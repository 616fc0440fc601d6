//! Meshes and PBR materials
//!
//! [`MeshData`] is CPU geometry as handed over by the asset layer; [`Mesh`]
//! is the uploaded, drawable version.

use std::rc::Rc;

use bytemuck::{Pod, Zeroable};

use crate::foundation::math::{Vec3, Vec4};
use crate::render::api::SharedBackend;
use crate::render::resources::{BufferElement, BufferLayout, IndexBuffer, Shader, ShaderDataType, Texture2D, VertexArray, VertexBuffer};
use crate::render::{RenderError, RenderResult};

/// Vertex of a lit mesh
#[repr(C)]
#[derive(Debug, Clone, Copy, PartialEq, Pod, Zeroable)]
pub struct MeshVertex {
    /// Object-space position
    pub position: [f32; 3],
    /// Object-space normal
    pub normal: [f32; 3],
    /// Texture coordinate
    pub tex_coord: [f32; 2],
}

impl MeshVertex {
    /// Create a vertex
    pub const fn new(position: [f32; 3], normal: [f32; 3], tex_coord: [f32; 2]) -> Self {
        Self {
            position,
            normal,
            tex_coord,
        }
    }

    /// Attribute layout matching the struct fields
    pub fn layout() -> BufferLayout {
        BufferLayout::new(vec![
            BufferElement::new(ShaderDataType::Float3, "a_Position"),
            BufferElement::new(ShaderDataType::Float3, "a_Normal"),
            BufferElement::new(ShaderDataType::Float2, "a_TexCoord"),
        ])
    }
}

/// CPU-side triangle mesh
#[derive(Debug, Clone, PartialEq)]
pub struct MeshData {
    /// Vertex data
    pub vertices: Vec<MeshVertex>,
    /// Triangle list indices
    pub indices: Vec<u32>,
}

impl MeshData {
    /// Create mesh data
    pub fn new(vertices: Vec<MeshVertex>, indices: Vec<u32>) -> Self {
        Self { vertices, indices }
    }

    /// Cube spanning [-1, 1] on every axis: 8 vertices, 36 indices
    pub fn cube() -> Self {
        let vertices = vec![
            // Front face
            MeshVertex::new([-1.0, -1.0, 1.0], [0.0, 0.0, 1.0], [0.0, 0.0]),
            MeshVertex::new([1.0, -1.0, 1.0], [0.0, 0.0, 1.0], [1.0, 0.0]),
            MeshVertex::new([1.0, 1.0, 1.0], [0.0, 0.0, 1.0], [1.0, 1.0]),
            MeshVertex::new([-1.0, 1.0, 1.0], [0.0, 0.0, 1.0], [0.0, 1.0]),
            // Back face
            MeshVertex::new([-1.0, -1.0, -1.0], [0.0, 0.0, -1.0], [1.0, 0.0]),
            MeshVertex::new([-1.0, 1.0, -1.0], [0.0, 0.0, -1.0], [1.0, 1.0]),
            MeshVertex::new([1.0, 1.0, -1.0], [0.0, 0.0, -1.0], [0.0, 1.0]),
            MeshVertex::new([1.0, -1.0, -1.0], [0.0, 0.0, -1.0], [0.0, 0.0]),
        ];

        #[rustfmt::skip]
        let indices = vec![
            0, 1, 2, 2, 3, 0, // front
            4, 5, 6, 6, 7, 4, // back
            4, 0, 3, 3, 5, 4, // left
            1, 7, 6, 6, 2, 1, // right
            3, 2, 6, 6, 5, 3, // top
            4, 7, 1, 1, 0, 4, // bottom
        ];

        Self::new(vertices, indices)
    }

    /// Check that the data forms a drawable triangle list
    pub fn validate(&self) -> RenderResult<()> {
        if self.vertices.is_empty() || self.indices.is_empty() {
            return Err(RenderError::InvalidMesh("mesh has no geometry".into()));
        }
        if self.indices.len() % 3 != 0 {
            return Err(RenderError::InvalidMesh(format!(
                "{} indices do not form whole triangles",
                self.indices.len()
            )));
        }
        if let Some(index) = self.indices.iter().find(|&&i| i as usize >= self.vertices.len()) {
            return Err(RenderError::InvalidMesh(format!(
                "index {index} past {} vertices",
                self.vertices.len()
            )));
        }
        Ok(())
    }
}

/// Uploaded mesh
#[derive(Debug)]
pub struct Mesh {
    vertex_array: VertexArray,
    vertex_count: usize,
}

impl Mesh {
    /// Upload validated mesh data
    pub fn new(backend: &SharedBackend, data: &MeshData) -> RenderResult<Self> {
        data.validate()?;

        let vertex_buffer = VertexBuffer::from_data(backend, bytemuck::cast_slice(&data.vertices), MeshVertex::layout())?;
        let index_buffer = IndexBuffer::new(backend, &data.indices)?;

        let mut vertex_array = VertexArray::new(backend)?;
        vertex_array.add_vertex_buffer(Rc::new(vertex_buffer))?;
        vertex_array.set_index_buffer(Rc::new(index_buffer))?;

        log::debug!(
            "Uploaded mesh: {} vertices, {} indices",
            data.vertices.len(),
            data.indices.len()
        );
        Ok(Self {
            vertex_array,
            vertex_count: data.vertices.len(),
        })
    }

    /// Vertex array carrying the mesh buffers
    pub fn vertex_array(&self) -> &VertexArray {
        &self.vertex_array
    }

    /// Indices drawn per submission
    pub fn index_count(&self) -> u32 {
        self.vertex_array.index_count()
    }

    /// Vertices uploaded
    pub fn vertex_count(&self) -> usize {
        self.vertex_count
    }
}

/// Sampler slot of the albedo map in lit shaders
pub const ALBEDO_MAP_SLOT: u32 = 0;

/// Metallic-roughness PBR material
#[derive(Debug, Clone)]
pub struct Material {
    /// Base color (RGBA)
    pub albedo: Vec4,
    /// Metallic factor (0.0 = dielectric, 1.0 = metallic)
    pub metallic: f32,
    /// Roughness factor (0.0 = mirror, 1.0 = completely rough)
    pub roughness: f32,
    /// Ambient occlusion multiplier
    pub ambient_occlusion: f32,
    /// Emitted color
    pub emission: Vec3,
    /// Optional albedo texture
    pub albedo_map: Option<Rc<Texture2D>>,
    /// Drawn in the blended pass after opaque geometry
    pub transparent: bool,
}

impl Material {
    /// Create a new material with default properties
    pub fn new() -> Self {
        Self {
            albedo: Vec4::new(1.0, 1.0, 1.0, 1.0),
            metallic: 0.0,
            roughness: 0.5,
            ambient_occlusion: 1.0,
            emission: Vec3::zeros(),
            albedo_map: None,
            transparent: false,
        }
    }

    /// Set the base color
    pub fn with_albedo(mut self, albedo: Vec4) -> Self {
        self.albedo = albedo;
        self
    }

    /// Set the metallic factor
    pub fn with_metallic(mut self, metallic: f32) -> Self {
        self.metallic = metallic.clamp(0.0, 1.0);
        self
    }

    /// Set the roughness factor
    pub fn with_roughness(mut self, roughness: f32) -> Self {
        self.roughness = roughness.clamp(0.0, 1.0);
        self
    }

    /// Set the albedo texture
    pub fn with_albedo_map(mut self, texture: Rc<Texture2D>) -> Self {
        self.albedo_map = Some(texture);
        self
    }

    /// Mark as transparent
    pub fn with_transparency(mut self, transparent: bool) -> Self {
        self.transparent = transparent;
        self
    }

    /// Write the material uniforms and bind its textures
    pub fn apply(&self, shader: &Shader) -> RenderResult<()> {
        shader.set_float4("u_Material.Albedo", self.albedo)?;
        shader.set_float("u_Material.Metallic", self.metallic)?;
        shader.set_float("u_Material.Roughness", self.roughness)?;
        shader.set_float("u_Material.AO", self.ambient_occlusion)?;
        shader.set_float3("u_Material.Emission", self.emission)?;
        match &self.albedo_map {
            Some(texture) => {
                texture.bind(ALBEDO_MAP_SLOT)?;
                shader.set_int("u_AlbedoMap", ALBEDO_MAP_SLOT as i32)?;
                shader.set_int("u_Material.HasAlbedoMap", 1)?;
            }
            None => shader.set_int("u_Material.HasAlbedoMap", 0)?,
        }
        Ok(())
    }
}

impl Default for Material {
    fn default() -> Self {
        Self::new()
    }
}

#[cfg(test)]
mod tests {
    use super::*;
    use crate::render::api::HeadlessBackend;

    #[test]
    fn test_cube_is_valid() {
        let cube = MeshData::cube();
        assert!(cube.validate().is_ok());
        assert_eq!(cube.indices.len(), 36);
    }

    #[test]
    fn test_out_of_range_index_is_rejected() {
        let mut data = MeshData::cube();
        data.indices[5] = 8;
        assert!(matches!(data.validate(), Err(RenderError::InvalidMesh(_))));

        data.indices.truncate(4);
        assert!(data.validate().is_err());
    }

    #[test]
    fn test_upload_exposes_index_count() {
        let backend: SharedBackend = Rc::new(HeadlessBackend::new());
        let mesh = Mesh::new(&backend, &MeshData::cube()).unwrap();
        assert_eq!(mesh.index_count(), 36);
        assert_eq!(mesh.vertex_count(), 8);
    }

    #[test]
    fn test_material_builders_clamp() {
        let material = Material::new().with_metallic(3.0).with_roughness(-1.0);
        assert_eq!(material.metallic, 1.0);
        assert_eq!(material.roughness, 0.0);
        assert!(!material.transparent);
    }
}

▶ **Problem requirements**:
Each line of the data that includes "IndexBuffer" should be copied.

▶ **Answer below**:
use crate::render::resources::{BufferElement, BufferLayout, IndexBuffer, Shader, ShaderDataType, Texture2D, VertexArray, VertexBuffer};
        let index_buffer = IndexBuffer::new(backend, &data.indices)?;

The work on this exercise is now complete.